The basis for this course is in the lecture notes. The list of chapters and sections to study is given for each test in the course schedule. The slides often work as a summary of the lecture notes, and stresses what is important. But that does not mean the exam will restrict itself to aspects discussed during a lecture, or that everything that is discussed during the lectures is in the lecture notes. In order to be safe, I suggest you study both.
In addition, anything that comes up during doing the exercises and lab assignments should be considered part of the course. However, I will not ask any question relating to the instruction set and detailed workings of the SSM application that you used in the third practical.
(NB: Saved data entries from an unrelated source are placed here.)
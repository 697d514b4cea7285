// SPDX-License-Identifier: PMPL-1.0-or-later
// Copyright (c) 2026 Jonathan D.A. Jewell (hyperpolymath) <jonathan.jewell@open.ac.uk>
//
// Live camera session — opens a stream with a facing preference, gates
// capture on the first decoded frame (or a timeout), and grabs a single
// full-resolution frame.

use std::time::Duration;

use docsnap_bridge::{FacingMode, NativeCamera, VideoStream};
use docsnap_core::error::Result;
use docsnap_core::{AcquisitionError, DocsnapError};
use image::RgbaImage;
use tokio::sync::watch;
use tokio::time::Instant;
use tracing::{debug, info, instrument, warn};

/// Whether a capture may be attempted.
#[derive(Debug, Clone, Copy, PartialEq, Eq)]
pub enum Readiness {
    NotReady,
    Ready,
}

/// Becomes [`Readiness::Ready`] when the stream reports its first decoded
/// frame or when the timeout elapses, whichever comes first.
#[derive(Debug, Clone)]
pub struct ReadinessGate {
    frame_signal: watch::Receiver<bool>,
    deadline: Instant,
}

impl ReadinessGate {
    pub fn new(frame_signal: watch::Receiver<bool>, timeout: Duration) -> Self {
        Self {
            frame_signal,
            deadline: Instant::now() + timeout,
        }
    }

    pub fn state(&self) -> Readiness {
        if *self.frame_signal.borrow() || Instant::now() >= self.deadline {
            Readiness::Ready
        } else {
            Readiness::NotReady
        }
    }

    pub fn can_capture(&self) -> bool {
        self.state() == Readiness::Ready
    }

    /// Resolve once the gate opens. Never returns `NotReady`.
    pub async fn wait(&mut self) -> Readiness {
        if self.can_capture() {
            return Readiness::Ready;
        }
        match tokio::time::timeout_at(self.deadline, self.frame_signal.wait_for(|ready| *ready)).await {
            Ok(Ok(_)) => debug!("First camera frame decoded"),
            Ok(Err(_)) => {
                debug!("Frame signal closed; waiting out the readiness timeout");
                tokio::time::sleep_until(self.deadline).await;
            }
            Err(_) => warn!("No frame signal before the readiness timeout; enabling capture anyway"),
        }
        Readiness::Ready
    }
}

/// An open camera stream. Dropping the session stops every track.
pub struct CameraSession {
    stream: Box<dyn VideoStream>,
    gate: ReadinessGate,
    facing: Option<FacingMode>,
}

impl CameraSession {
    /// Open a stream, trying `preferred` first and then any camera. A
    /// permission refusal is final and is not retried without constraints.
    #[instrument(skip(camera))]
    pub fn open(camera: &dyn NativeCamera, preferred: Option<FacingMode>, ready_timeout: Duration) -> Result<Self> {
        let (stream, facing) = match preferred {
            Some(facing) => match camera.open_stream(Some(facing)) {
                Ok(stream) => (stream, Some(facing)),
                Err(err @ DocsnapError::Acquisition(AcquisitionError::CameraAccessDenied(_))) => return Err(err),
                Err(err) => {
                    warn!(error = %err, ?facing, "Preferred camera unavailable; trying any camera");
                    (camera.open_stream(None)?, None)
                }
            },
            None => (camera.open_stream(None)?, None),
        };

        let gate = ReadinessGate::new(stream.frame_signal(), ready_timeout);
        info!(?facing, "Camera stream opened");
        Ok(Self { stream, gate, facing })
    }

    /// The facing mode actually granted, `None` when the fallback was used.
    pub fn facing(&self) -> Option<FacingMode> {
        self.facing
    }

    pub fn readiness(&self) -> Readiness {
        self.gate.state()
    }

    /// A detached handle on the readiness gate, for awaiting without holding
    /// the session.
    pub fn gate(&self) -> ReadinessGate {
        self.gate.clone()
    }

    /// Grab one frame at the stream's native resolution.
    #[instrument(skip(self))]
    pub fn capture(&mut self) -> Result<RgbaImage> {
        if !self.gate.can_capture() {
            return Err(AcquisitionError::CameraNotReady("waiting for the first video frame".into()).into());
        }
        let (width, height) = capture_size(self.stream.as_ref())?;
        let frame = self.stream.grab_frame(width, height)?;
        info!(width, height, "Camera frame captured");
        Ok(frame)
    }
}

impl Drop for CameraSession {
    fn drop(&mut self) {
        self.stream.stop();
        debug!("Camera tracks stopped");
    }
}

/// Frame size reported by the stream, falling back to the track settings when
/// the frame buffer still reads zero.
fn capture_size(stream: &dyn VideoStream) -> std::result::Result<(u32, u32), AcquisitionError> {
    let (width, height) = stream.frame_dimensions();
    if width > 0 && height > 0 {
        return Ok((width, height));
    }
    warn!(width, height, "Frame reports no size; using track settings");
    match stream.track_settings() {
        Some((w, h)) if w > 0 && h > 0 => Ok((w, h)),
        _ => Err(AcquisitionError::CameraNotReady("camera reported no frame size".into())),
    }
}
Below you find a long list of older exams. A recent, more relevant, list of exams is here:
The questions in the final exam of this course will be comparable to the open questions in these two exams. This is because a change with respect to the course years up to 2020, is that this course now has a final exam about all the course material. Until then, the material was split over the midterm and the exam in the final exam week. Of course, the amount of work asked of you during the final exam this year will be less than the sum of the above two: you have three hours, while before students had two hours for each. This also means that not all topics addressed in these examples exams will on any given exam. So, for example, one year I might ask for an LR(0) automaton, in another year I might about FIRST and FOLLOW sets, and in some years I might even ask about both, and then omit another topic.
On this page you can find a large number of exams to practice with, often including a separate version that has answers. Note that over the years the contents of the midterm and final exam might have been differently distributed, so this year certain kinds of questions may end up in a different exam compared to other years.